Ahora, en el momento que un niño tiene uso de razón se le provee del
consabido aparatito. Si mal no recuerdo la primera vez que hable por
teléfono andaba cercano a los quince años.
Aunque tal afirmación no es del todo cierta, los niños de mi generación
fabricábamos teléfonos y jugábamos con ellos.

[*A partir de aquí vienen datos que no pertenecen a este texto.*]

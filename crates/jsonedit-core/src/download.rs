use std::path::{Path, PathBuf};

use jsonedit_common::EditorError;

/// The current buffer packaged for saving.
#[derive(Debug, Clone, PartialEq, Eq)]
pub struct Download {
    pub filename: String,
    pub mime_type: String,
    pub contents: Vec<u8>,
}

impl Download {
    /// Write the contents into `dir` under the configured file name.
    pub fn write_into(&self, dir: &Path) -> Result<PathBuf, EditorError> {
        let path = dir.join(&self.filename);
        std::fs::write(&path, &self.contents)?;
        tracing::info!(path = %path.display(), bytes = self.contents.len(), "download written");
        Ok(path)
    }
}
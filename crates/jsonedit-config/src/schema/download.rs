use serde::{Deserialize, Serialize};

/// How the download action names and types its output.
#[derive(Debug, Clone, Serialize, Deserialize)]
#[serde(default)]
pub struct DownloadConfig {
    /// Bare file name, no directory components.
    pub filename: String,
    pub mime_type: String,
}

impl Default for DownloadConfig {
    fn default() -> Self {
        Self {
            filename: "data.json".into(),
            mime_type: "application/json".into(),
        }
    }
}
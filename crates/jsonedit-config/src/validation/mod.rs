//! Configuration validation.
//!
//! Checks numeric ranges, highlight colors, and the download file name.
//! [`repair`] resets each rejected field to its default and leaves the rest
//! of the config alone; [`validate`] reports the same problems without
//! touching the config.

mod helpers;
mod sections;


use crate::schema::EditorConfig;
use jsonedit_common::ConfigError;

/// Reset every invalid field to its default, returning one message per field.
pub fn repair(config: &mut EditorConfig) -> Vec<String> {
    let defaults = EditorConfig::default();
    let mut problems = Vec::new();

    sections::check_editor(&mut problems, &mut config.editor, &defaults.editor);
    sections::check_search(&mut problems, &mut config.search, &defaults.search);
    sections::check_highlight(&mut problems, &mut config.highlight, &defaults.highlight);
    sections::check_download(&mut problems, &mut config.download, &defaults.download);

    problems
}

/// Run all validations on a config, collecting all errors.
pub fn validate(config: &EditorConfig) -> Result<(), ConfigError> {
    let problems = repair(&mut config.clone());
    if problems.is_empty() {
        Ok(())
    } else {
        Err(ConfigError::ValidationError(problems.join("; ")))
    }
}
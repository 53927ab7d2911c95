use crate::surface::{ScrollOffset, TextSurface};

/// Mirror the editor's scroll position onto the highlight overlay.
///
/// The overlay never has scroll state of its own; it always follows the
/// editor, never the reverse.
pub fn sync_scroll(surface: &mut dyn TextSurface) -> ScrollOffset {
    let offset = surface.scroll_offset();
    surface.set_overlay_scroll_offset(offset);
    offset
}

#[cfg(test)]
mod tests {
    use super::*;
    use crate::surface::HeadlessSurface;

    #[test]
    fn copies_both_axes() {
        let mut surface = HeadlessSurface {
            scroll: ScrollOffset { top: 360, left: 42 },
            ..Default::default()
        };
        let offset = sync_scroll(&mut surface);
        assert_eq!(offset, ScrollOffset { top: 360, left: 42 });
        assert_eq!(surface.overlay_scroll, surface.scroll);
    }

    #[test]
    fn overlay_follows_back_to_zero() {
        let mut surface = HeadlessSurface {
            overlay_scroll: ScrollOffset { top: 90, left: 10 },
            ..Default::default()
        };
        sync_scroll(&mut surface);
        assert_eq!(surface.overlay_scroll, ScrollOffset::default());
        assert_eq!(surface.scroll, ScrollOffset::default());
    }
}
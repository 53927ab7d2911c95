//! The jsonedit widget.
//!
//! [`JsonEditor`] owns the buffer, validation state, and search state. It
//! never renders anything itself: selection, scrolling, and focus go
//! through the [`TextSurface`](crate::surface::TextSurface) each operation
//! is handed, and every validation pass is announced on the
//! [`EventBus`](jsonedit_common::EventBus).

mod buffer;
mod dispatch;
mod scope;
mod search;
mod state;


pub use scope::{KeyListenerHost, ListenerId, ShortcutScope};
pub use state::{JsonEditor, LoadTicket};
//! Overlay markup for search highlights.

use std::fmt;

use jsonedit_config::schema::HighlightConfig;

use crate::search::find_matches;

/// Markup the renderer vouches for.
///
/// Hosts display it without escaping: it carries generated `<span>` tags
/// around the buffer text.
#[derive(Debug, Clone, PartialEq, Eq)]
pub struct TrustedMarkup(String);

impl TrustedMarkup {
    pub fn as_str(&self) -> &str {
        &self.0
    }

    pub fn into_string(self) -> String {
        self.0
    }
}

impl fmt::Display for TrustedMarkup {
    fn fmt(&self, f: &mut fmt::Formatter<'_>) -> fmt::Result {
        f.write_str(&self.0)
    }
}

/// Wraps every search match in a styled span.
#[derive(Debug, Clone)]
pub struct HighlightRenderer {
    active_style: String,
    inactive_style: String,
}

impl HighlightRenderer {
    pub fn new(config: &HighlightConfig) -> Self {
        Self {
            active_style: span_style(&config.active_background, &config.active_text, config.border_radius_px),
            inactive_style: span_style(
                &config.inactive_background,
                &config.inactive_text,
                config.border_radius_px,
            ),
        }
    }

    /// Render `text` with each occurrence of `term` highlighted.
    ///
    /// The `active`-th occurrence (0-based, in match order) gets the active
    /// style. An empty term returns the text unchanged.
    pub fn render(&self, text: &str, term: &str, active: Option<usize>) -> TrustedMarkup {
        if term.is_empty() {
            return TrustedMarkup(text.to_string());
        }

        let mut out = String::with_capacity(text.len());
        let mut last = 0;
        for (i, m) in find_matches(text, term).into_iter().enumerate() {
            let style = if Some(i) == active {
                &self.active_style
            } else {
                &self.inactive_style
            };
            out.push_str(&text[last..m.start]);
            out.push_str("<span style=\"");
            out.push_str(style);
            out.push_str("\">");
            out.push_str(&text[m.start..m.end]);
            out.push_str("</span>");
            last = m.end;
        }
        out.push_str(&text[last..]);
        TrustedMarkup(out)
    }

    pub fn active_style(&self) -> &str {
        &self.active_style
    }

    pub fn inactive_style(&self) -> &str {
        &self.inactive_style
    }
}

impl Default for HighlightRenderer {
    fn default() -> Self {
        Self::new(&HighlightConfig::default())
    }
}

fn span_style(background: &str, text: &str, radius: u32) -> String {
    format!("background-color: {background}; color: {text}; border-radius: {radius}px;")
}
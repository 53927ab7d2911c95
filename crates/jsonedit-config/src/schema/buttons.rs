//! Toolbar button visibility.

use jsonedit_common::Action;
use serde::{Deserialize, Serialize};

/// Which toolbar buttons the widget exposes.
///
/// Every button is shown unless explicitly set to `false`; a missing key
/// means "show".
#[derive(Debug, Clone, PartialEq, Eq, Serialize, Deserialize)]
#[serde(default)]
pub struct ButtonsConfig {
    pub format: bool,
    pub minify: bool,
    pub sort: bool,
    pub search: bool,
    pub copy: bool,
    pub download: bool,
    pub reset: bool,
    pub load: bool,
}

impl Default for ButtonsConfig {
    fn default() -> Self {
        Self {
            format: true,
            minify: true,
            sort: true,
            search: true,
            copy: true,
            download: true,
            reset: true,
            load: true,
        }
    }
}

impl ButtonsConfig {
    /// Whether the toolbar exposes a button for `action`.
    ///
    /// Actions without a button (navigation, indent) are always allowed.
    pub fn allows(&self, action: Action) -> bool {
        match action {
            Action::Format => self.format,
            Action::Minify => self.minify,
            Action::SortKeys => self.sort,
            Action::ToggleSearch => self.search,
            Action::Copy => self.copy,
            Action::Download => self.download,
            Action::Reset => self.reset,
            Action::Load => self.load,
            _ => true,
        }
    }

    /// Toolbar actions that are currently visible, in display order.
    pub fn visible_actions(&self) -> Vec<Action> {
        Action::toolbar_actions()
            .into_iter()
            .filter(|a| self.allows(*a))
            .collect()
    }
}
//! Shared validation helpers.

use crate::sanitize::validate_css_color;

/// Reset `value` to `default` if it is outside `[min, max]`.
pub(crate) fn check_range(
    problems: &mut Vec<String>,
    name: &str,
    value: &mut u32,
    default: u32,
    min: u32,
    max: u32,
) {
    if *value < min || *value > max {
        problems.push(format!("{name} = {value} is out of range [{min}, {max}]"));
        *value = default;
    }
}

/// Reset `value` to `default` if it is not a safe CSS color.
pub(crate) fn check_color(problems: &mut Vec<String>, name: &str, value: &mut String, default: &str) {
    if let Err(e) = validate_css_color(value) {
        problems.push(format!("{name}: {e}"));
        *value = default.to_string();
    }
}
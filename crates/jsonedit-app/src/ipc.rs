//! JSON-lines IPC protocol between the session and its embedder.
//!
//! Messages flow in both directions as one JSON object per line:
//! - **Embedder -> session** on stdin: `{"kind": "set_text", "payload": "..."}`.
//! - **Session -> embedder** on stdout: replies with the same shape.

use serde::{Deserialize, Serialize};

/// Reply kinds the session emits.
pub mod reply {
    pub const STATE: &str = "state";
    pub const ERROR_CHANGE: &str = "error_change";
    pub const PONG: &str = "pong";
    pub const DOWNLOADED: &str = "downloaded";
    pub const ERROR: &str = "error";
}

/// A typed IPC message.
#[derive(Debug, Clone, PartialEq, Serialize, Deserialize)]
pub struct IpcMessage {
    /// The message type / command name.
    pub kind: String,
    /// The message payload (arbitrary JSON). Absent means `None`.
    #[serde(default)]
    pub payload: IpcPayload,
}

/// Payload of an IPC message: either a simple string or structured JSON.
#[derive(Debug, Clone, Default, PartialEq, Serialize, Deserialize)]
#[serde(untagged)]
pub enum IpcPayload {
    Text(String),
    Json(serde_json::Value),
    #[default]
    None,
}

impl IpcPayload {
    pub fn as_text(&self) -> Option<&str> {
        match self {
            IpcPayload::Text(s) => Some(s),
            _ => None,
        }
    }

    pub fn as_json(&self) -> Option<&serde_json::Value> {
        match self {
            IpcPayload::Json(v) => Some(v),
            _ => None,
        }
    }
}

impl IpcMessage {
    /// Parse a message from one input line.
    pub fn from_json(raw: &str) -> Option<Self> {
        serde_json::from_str(raw).ok()
    }

    /// Create a simple text message.
    pub fn text(kind: impl Into<String>, text: impl Into<String>) -> Self {
        Self {
            kind: kind.into(),
            payload: IpcPayload::Text(text.into()),
        }
    }

    /// Create a JSON message.
    pub fn json(kind: impl Into<String>, value: serde_json::Value) -> Self {
        Self {
            kind: kind.into(),
            payload: IpcPayload::Json(value),
        }
    }

    /// An `error` reply carrying a human-readable message.
    pub fn error(message: impl Into<String>) -> Self {
        Self::text(reply::ERROR, message)
    }

    /// Serialize to a single output line (no trailing newline).
    pub fn to_line(&self) -> String {
        serde_json::to_string(self).unwrap_or_else(|e| {
            format!("{{\"kind\":\"error\",\"payload\":\"failed to encode reply: {e}\"}}")
        })
    }
}
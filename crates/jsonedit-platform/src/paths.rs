use std::path::PathBuf;

use jsonedit_common::PlatformError;

/// Where the download action saves files.
///
/// The user's download directory when the platform has one, otherwise the
/// current working directory.
pub fn download_dir() -> Result<PathBuf, PlatformError> {
    if let Some(dir) = dirs::download_dir() {
        return Ok(dir);
    }
    std::env::current_dir().map_err(|e| PlatformError::PathError(e.to_string()))
}
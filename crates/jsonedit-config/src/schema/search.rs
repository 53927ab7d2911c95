use serde::{Deserialize, Serialize};

/// Search navigation scrolling.
///
/// Selecting a match scrolls the editor so the match line sits
/// `context_lines` below the top, using an approximate line height.
#[derive(Debug, Clone, Serialize, Deserialize)]
#[serde(default)]
pub struct SearchConfig {
    /// Approximate rendered height of one line (valid range: 8-64).
    pub line_height_px: u32,
    /// Lines of leading context above the active match (valid range: 0-50).
    pub context_lines: u32,
}

impl Default for SearchConfig {
    fn default() -> Self {
        Self {
            line_height_px: 18,
            context_lines: 5,
        }
    }
}
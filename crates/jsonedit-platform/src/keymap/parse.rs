use jsonedit_common::PlatformError;

use super::types::{KeyBind, Modifier};

/// Parses a keybind string like `"Cmd+F"` or `"Shift+Enter"` into a [`KeyBind`].
///
/// `Cmd`/`Command` is the platform's primary modifier: `Super` on macOS and
/// `Ctrl` elsewhere. `Option` is an alias for `Alt`. The last `+`-separated
/// token is always the key, even if it spells a modifier name.
pub fn parse_keybind(s: &str) -> Result<KeyBind, PlatformError> {
    let tokens: Vec<&str> = s.split('+').map(str::trim).collect();

    let Some((key_token, modifier_tokens)) = tokens.split_last() else {
        return Err(PlatformError::NotSupported("empty keybind string".into()));
    };
    if key_token.is_empty() {
        return Err(PlatformError::NotSupported(format!(
            "keybind '{s}' has no key component"
        )));
    }

    let mut modifiers = Vec::new();
    for token in modifier_tokens {
        let modifier = parse_modifier(token).ok_or_else(|| {
            PlatformError::NotSupported(format!("unrecognized modifier: {token}"))
        })?;
        if !modifiers.contains(&modifier) {
            modifiers.push(modifier);
        }
    }

    Ok(KeyBind {
        modifiers,
        key: normalize_key_name(key_token),
    })
}

fn parse_modifier(token: &str) -> Option<Modifier> {
    match token.to_lowercase().as_str() {
        "ctrl" | "control" => Some(Modifier::Ctrl),
        "alt" | "option" | "opt" => Some(Modifier::Alt),
        "shift" => Some(Modifier::Shift),
        "cmd" | "command" | "mod" => Some(if cfg!(target_os = "macos") {
            Modifier::Super
        } else {
            Modifier::Ctrl
        }),
        "super" | "win" | "meta" => Some(Modifier::Super),
        _ => None,
    }
}

/// Normalize a key name from config or a host key event.
///
/// Browser-style names (`"f"`, `"Enter"`, `" "`) and config spellings
/// (`"Return"`, `"Esc"`) map onto one canonical form.
pub fn normalize_key_name(token: &str) -> String {
    if token == " " {
        return "Space".into();
    }
    let lower = token.trim().to_lowercase();
    match lower.as_str() {
        "period" => ".".into(),
        "comma" => ",".into(),
        "slash" => "/".into(),
        "space" | "spacebar" => "Space".into(),
        "enter" | "return" => "Enter".into(),
        "escape" | "esc" => "Escape".into(),
        "tab" => "Tab".into(),
        "backspace" => "Backspace".into(),
        "delete" | "del" => "Delete".into(),
        _ if lower.chars().count() == 1 => lower.to_uppercase(),
        _ => {
            let mut chars = lower.chars();
            match chars.next() {
                Some(first) => first.to_uppercase().chain(chars).collect(),
                None => lower,
            }
        }
    }
}
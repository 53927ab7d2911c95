//! Interactive editor session over JSON-lines stdio.
//!
//! Embeds one [`JsonEditor`] with a [`HeadlessSurface`]: the embedder sends
//! edits, key events, and toolbar actions; the session answers with state
//! snapshots and forwards every validation pass as an `error_change`.

mod dispatch;
mod files;
mod keys;
mod snapshot;


use std::path::PathBuf;
use std::sync::{Arc, Mutex};

use tokio::io::{AsyncBufRead, AsyncBufReadExt, AsyncWrite, AsyncWriteExt};
use tokio::sync::broadcast::error::TryRecvError;
use tokio::sync::{broadcast, mpsc};

use jsonedit_common::{ClipboardSink, EditorError, Event, EventBus};
use jsonedit_config::schema::{ButtonsConfig, EditorConfig};
use jsonedit_core::{HeadlessSurface, JsonEditor, ShortcutScope};
use jsonedit_platform::KeybindRegistry;

use crate::ipc::{reply, IpcMessage};

pub use files::read_text_file;
use files::LoadDone;
use keys::KeyRouter;

/// One embedded editor plus the host state around it.
pub struct Session {
    editor: JsonEditor,
    surface: HeadlessSurface,
    registry: KeybindRegistry,
    keys: Arc<Mutex<KeyRouter>>,
    shortcuts: Option<ShortcutScope<KeyRouter>>,
    buttons: ButtonsConfig,
    clipboard: Box<dyn ClipboardSink>,
    download_dir: Option<PathBuf>,
    events: broadcast::Receiver<Event>,
    load_tx: mpsc::UnboundedSender<LoadDone>,
    load_rx: mpsc::UnboundedReceiver<LoadDone>,
}

impl Session {
    pub fn new(initial: String, config: &EditorConfig, clipboard: Box<dyn ClipboardSink>) -> Self {
        let bus = Arc::new(EventBus::default());
        let events = bus.subscribe();
        let editor = JsonEditor::new(initial, config, bus);

        let keys = Arc::new(Mutex::new(KeyRouter::default()));
        let shortcuts = Some(editor.start(Arc::clone(&keys)));

        let registry = KeybindRegistry::from_config(&config.keybinds);
        tracing::info!(bindings = registry.len(), "keybind registry loaded");

        let (load_tx, load_rx) = mpsc::unbounded_channel();

        Self {
            editor,
            surface: HeadlessSurface::default(),
            registry,
            keys,
            shortcuts,
            buttons: config.buttons.clone(),
            clipboard,
            download_dir: None,
            events,
            load_tx,
            load_rx,
        }
    }

    /// Save downloads here instead of the platform download directory.
    pub fn with_download_dir(mut self, dir: PathBuf) -> Self {
        self.download_dir = Some(dir);
        self
    }

    pub fn editor(&self) -> &JsonEditor {
        &self.editor
    }

    pub fn surface(&self) -> &HeadlessSurface {
        &self.surface
    }

    /// Replies sent before any input: the initial validation result and a
    /// state snapshot.
    pub fn startup(&mut self) -> Vec<IpcMessage> {
        let mut replies = self.drain_events();
        replies.push(self.state_reply());
        replies
    }

    /// Serve requests until `input` reaches end of file.
    pub async fn run<R, W>(mut self, input: R, mut output: W) -> Result<(), EditorError>
    where
        R: AsyncBufRead + Unpin,
        W: AsyncWrite + Unpin,
    {
        tracing::info!("session started");
        let mut lines = input.lines();
        let startup = self.startup();
        write_replies(&mut output, &startup).await?;

        loop {
            tokio::select! {
                line = lines.next_line() => {
                    let Some(line) = line? else {
                        break;
                    };
                    let replies = self.handle_line(&line);
                    write_replies(&mut output, &replies).await?;
                }
                Some(done) = self.load_rx.recv() => {
                    let replies = self.apply_load(done);
                    write_replies(&mut output, &replies).await?;
                }
            }
        }

        self.shutdown();
        Ok(())
    }

    /// Detach the global shortcut listener and announce shutdown.
    pub fn shutdown(&mut self) {
        if let Some(mut scope) = self.shortcuts.take() {
            scope.stop();
        }
        self.editor.bus().publish(Event::Shutdown);
        tracing::info!("session shut down");
    }

    /// Turn pending widget events into replies.
    fn drain_events(&mut self) -> Vec<IpcMessage> {
        let mut replies = Vec::new();
        loop {
            match self.events.try_recv() {
                Ok(Event::ErrorChanged(message)) => {
                    replies.push(IpcMessage::json(
                        reply::ERROR_CHANGE,
                        serde_json::json!(message),
                    ));
                }
                Ok(_) => {}
                Err(TryRecvError::Lagged(skipped)) => {
                    tracing::warn!(skipped, "session event receiver lagged");
                }
                Err(TryRecvError::Empty | TryRecvError::Closed) => break,
            }
        }
        replies
    }
}

async fn write_replies<W>(output: &mut W, replies: &[IpcMessage]) -> Result<(), EditorError>
where
    W: AsyncWrite + Unpin,
{
    for msg in replies {
        let mut line = msg.to_line();
        line.push('\n');
        output.write_all(line.as_bytes()).await?;
    }
    output.flush().await?;
    Ok(())
}
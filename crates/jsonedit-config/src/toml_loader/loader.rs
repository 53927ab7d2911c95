//! Core TOML config loading: read from path or platform default.

use crate::schema::EditorConfig;
use crate::validation;
use jsonedit_common::ConfigError;
use std::path::Path;
use tracing::{info, warn};

use super::paths::{create_default_config, default_config_path};

/// Load config from a specific TOML file path.
///
/// Missing fields fall back to serde defaults. Fields that fail validation
/// are logged and reset to their defaults; everything else is kept.
pub fn load_from_path(path: &Path) -> Result<EditorConfig, ConfigError> {
    if !path.exists() {
        return Err(ConfigError::FileNotFound(path.to_path_buf()));
    }

    let content = std::fs::read_to_string(path)
        .map_err(|e| ConfigError::ParseError(format!("failed to read {}: {e}", path.display())))?;

    let mut config: EditorConfig = toml::from_str(&content)
        .map_err(|e| ConfigError::ParseError(format!("failed to parse TOML: {e}")))?;

    for problem in validation::repair(&mut config) {
        warn!("config: {problem}; using default");
    }

    info!("loaded config from {}", path.display());
    Ok(config)
}

/// Load config from the platform-specific default path.
///
/// On macOS: `~/Library/Application Support/jsonedit/config.toml`
/// On Linux: `~/.config/jsonedit/config.toml`
///
/// If the file does not exist, writes the commented template and returns defaults.
pub fn load_default() -> Result<EditorConfig, ConfigError> {
    let path = default_config_path()?;

    match load_from_path(&path) {
        Ok(config) => Ok(config),
        Err(ConfigError::FileNotFound(_)) => {
            info!("no config found at {}, creating default", path.display());
            create_default_config(&path)?;
            Ok(EditorConfig::default())
        }
        Err(e) => Err(e),
    }
}
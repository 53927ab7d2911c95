use serde::{Deserialize, Serialize};

/// Colors for search-match spans in the highlight overlay.
///
/// Colors must be hex (`#rrggbb`) or `rgb()`/`rgba()`; anything else is
/// rejected by validation.
#[derive(Debug, Clone, Serialize, Deserialize)]
#[serde(default)]
pub struct HighlightConfig {
    pub active_background: String,
    pub active_text: String,
    pub inactive_background: String,
    pub inactive_text: String,
    /// Corner radius of match spans in pixels (valid range: 0-8).
    pub border_radius_px: u32,
}

impl Default for HighlightConfig {
    fn default() -> Self {
        Self {
            active_background: "#f97316".into(),
            active_text: "#ffffff".into(),
            inactive_background: "#fde047".into(),
            inactive_text: "#000000".into(),
            border_radius_px: 2,
        }
    }
}
//! jsonedit configuration system.
//!
//! Provides TOML-based configuration for the editor widget and its host:
//! toolbar visibility, keybinds, search scrolling, highlight styling,
//! download naming, and logging. All sections use defaults so partial
//! configs work out of the box, and out-of-range values fall back to their
//! defaults field by field.
//!
//! # Quick Start
//!
//! ```rust,no_run
//! use jsonedit_config::load_config;
//!
//! let config = load_config().expect("failed to load config");
//! println!("indent: {:?}", config.editor.indent());
//! ```

pub mod sanitize;
pub mod schema;
pub mod toml_loader;
pub mod validation;

pub use schema::EditorConfig;

use jsonedit_common::ConfigError;

/// Load config from the platform default path.
///
/// Creates a commented default file if none exists yet.
pub fn load_config() -> Result<EditorConfig, ConfigError> {
    toml_loader::load_default()
}

/// Load config from an explicit path.
///
/// Unlike [`load_config`], a missing file is an error.
pub fn load_config_from(path: &std::path::Path) -> Result<EditorConfig, ConfigError> {
    toml_loader::load_from_path(path)
}
//! The text-surface capability the widget drives.
//!
//! Selection, scrolling, and focus live in whatever renders the editor (a
//! browser textarea, a terminal view, a test double). The widget only talks
//! to them through [`TextSurface`].

use serde::{Deserialize, Serialize};

use crate::search::MatchRange;

/// A half-open byte range selected in the editing surface.
///
/// `start == end` is a caret.
#[derive(Debug, Clone, Copy, Default, PartialEq, Eq, Serialize, Deserialize)]
pub struct Selection {
    pub start: usize,
    pub end: usize,
}

impl Selection {
    pub fn caret(at: usize) -> Self {
        Self { start: at, end: at }
    }
}

impl From<MatchRange> for Selection {
    fn from(m: MatchRange) -> Self {
        Self {
            start: m.start,
            end: m.end,
        }
    }
}

/// Scroll position in pixels.
#[derive(Debug, Clone, Copy, Default, PartialEq, Eq, Serialize, Deserialize)]
pub struct ScrollOffset {
    pub top: u32,
    pub left: u32,
}

/// Which control should receive keyboard focus.
#[derive(Debug, Clone, Copy, PartialEq, Eq, Serialize, Deserialize)]
#[serde(rename_all = "snake_case")]
pub enum FocusTarget {
    Editor,
    SearchInput,
}

/// Operations the widget performs on its rendering surface.
pub trait TextSurface {
    fn selection(&self) -> Selection;
    fn set_selection(&mut self, selection: Selection);
    fn scroll_offset(&self) -> ScrollOffset;
    fn set_scroll_offset(&mut self, offset: ScrollOffset);
    fn focus(&mut self, target: FocusTarget);
    /// Scroll the highlight overlay that sits on top of the editor.
    fn set_overlay_scroll_offset(&mut self, offset: ScrollOffset);
}

/// An in-memory surface with no rendering.
///
/// Records every side effect so hosts without a display (the IPC session,
/// tests) can report or assert on them.
#[derive(Debug, Clone, Default, PartialEq, Eq, Serialize)]
pub struct HeadlessSurface {
    pub selection: Selection,
    pub scroll: ScrollOffset,
    pub overlay_scroll: ScrollOffset,
    pub focused: Option<FocusTarget>,
    pub focus_requests: usize,
}

impl TextSurface for HeadlessSurface {
    fn selection(&self) -> Selection {
        self.selection
    }

    fn set_selection(&mut self, selection: Selection) {
        self.selection = selection;
    }

    fn scroll_offset(&self) -> ScrollOffset {
        self.scroll
    }

    fn set_scroll_offset(&mut self, offset: ScrollOffset) {
        self.scroll = offset;
    }

    fn focus(&mut self, target: FocusTarget) {
        self.focused = Some(target);
        self.focus_requests += 1;
    }

    fn set_overlay_scroll_offset(&mut self, offset: ScrollOffset) {
        self.overlay_scroll = offset;
    }
}
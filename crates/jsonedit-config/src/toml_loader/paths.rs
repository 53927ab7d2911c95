//! Config path resolution and default file creation.

use jsonedit_common::ConfigError;
use std::path::{Path, PathBuf};
use tracing::info;

use super::template::default_config_toml;

/// Get the platform-specific default config file path.
pub fn default_config_path() -> Result<PathBuf, ConfigError> {
    let config_dir = dirs::config_dir()
        .ok_or_else(|| ConfigError::ParseError("could not determine config directory".into()))?;
    Ok(config_dir.join("jsonedit").join("config.toml"))
}

/// Create a default TOML config file with documentation comments.
pub fn create_default_config(path: &Path) -> Result<(), ConfigError> {
    if let Some(parent) = path.parent() {
        std::fs::create_dir_all(parent).map_err(|e| {
            ConfigError::ParseError(format!(
                "failed to create config directory {}: {e}",
                parent.display()
            ))
        })?;
    }

    std::fs::write(path, default_config_toml()).map_err(|e| {
        ConfigError::ParseError(format!(
            "failed to write default config to {}: {e}",
            path.display()
        ))
    })?;

    info!("created default config at {}", path.display());
    Ok(())
}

Si, tal y como acaban de leer, hacíamos
teléfonos con algo tan simple como dos latas, dos vasos de plástico o dos cajas
de cerillas y una cuerda fina. Se perforaban el par de utensilios a utilizar
por el centro de su superficie, después se pasaba el extremo de una cuerda por
cada uno de los orificios y se sujetaba con un nudo. Cuánto más larga era la cuerda, mayor era la
distancia de comunicación. La transmisión se realizaba hablando y escuchando
por objeto utilizado para ello, siendo requisito obligatorio mantener el hilo
muy tenso.
Y aunque entonces ninguno de nosotros lo
sabíamos, la comunicación que establecíamos, y que nos parecía milagrosa, se
producía gracias a un proceso científico que
me enseñó don Juan Fernández, profesor que tuve en la “Escuela de
Franco”. Aunque no recuerdo con total exactitud el proceso, más
o menos, era el siguiente: La voz humana produce un
sonido que se propaga por el aire en forma de ondas sonoras. Al chocar las
referidas ondas contra un material elástico y rígido (fondo del vaso, de la
lata o de la caja de cerillas) le transmite sus vibraciones; estas vibraciones
pasan a la cuerda y a través de ella llegan al otro auricular, donde el proceso
se invierte, es decir, la cuerda transmite las vibraciones al fondo del vaso,
lata o caja y éste al aire, que propaga el sonido hasta el oído de nuestro
interlocutor.
Los que fuimos niños en
la Periana de los años sesenta del pasado siglo nos entreteníamos con los
juegos reseñados en la cuatro entregas publicadas en ALMAZARA: LA PATINETA, EL
ARO o LA RUEDA, LOS ZANCOS, EL PINCHO, LOS PLATILLOS, LOS INDIOS, EL TROMPO, EL
MOCHO Y LA BILLARDA, LA PÍDOLA, LAS BOLAS, LAS ESTAMPAS, EL TIRACHINOS, EL PAÑUELO, LA CUNA
O EL HILO, EL FRONTON, IMITACIONES, JUEGOS DE MESA, LOS CHINOS, LA CINQUINA Y EL TELÉFONO. Juegos que, salvo contadas
excepciones, desde hace mucho tiempo están muertos y enterrados. También
jugábamos al escondite, al pilla-pilla, al mate…, pero sobe todo, al igual que
sucede hoy, jugábamos al fútbol. Habiendo pelota, había partido. Ganas nunca
faltaban y todo los demás era secundario. Ahora, según tengo entendido, Periana
cuenta con un magnifico campo de fútbol dotado de césped artificial, en aquellos tiempos ni el más optimista de
los soñadores hubiera imaginado tal hecho; pero creo que tampoco lo
necesitábamos, los niños DE ENTONCES convertíamos las calles y plazas en campos
fútbol. En aquellos tiempos las calles eran nuestras, y eran el lugar mas adecuado para jugar. En la actualidad, las calles les han
sido arrebatadas a los niños y han pasado a ser propiedad de los coches. De ahí
que necesiten lugares específicos para jugar.
Hace
cincuenta años podías estas jugando al fútbol horas y horas en la calle de La Iglesia -creo que sigue
conservando el mismo nombre-, una de las principales del pueblo donde vivían el
cura, la sacristana, Manolito “El Soldao”, don Carmelo, Adolfo Carrera, Paco
“Bigotecano”… y no pasaba un solo coche. Tan solo, muy de tarde en tarde, nos
veíamos obligados a suspender momentáneamente el partido para que pasase alguna
persona, caballería o piara de cabras. Quizás algunos de mis jóvenes lectores
piensen que tal cosa es una invención mía, para salir de dudas les aconsejo que
consulten con sus padres o abuelos, si alguno de ellos supera los sesenta años
le confirmaran la veracidad de lo que escribo.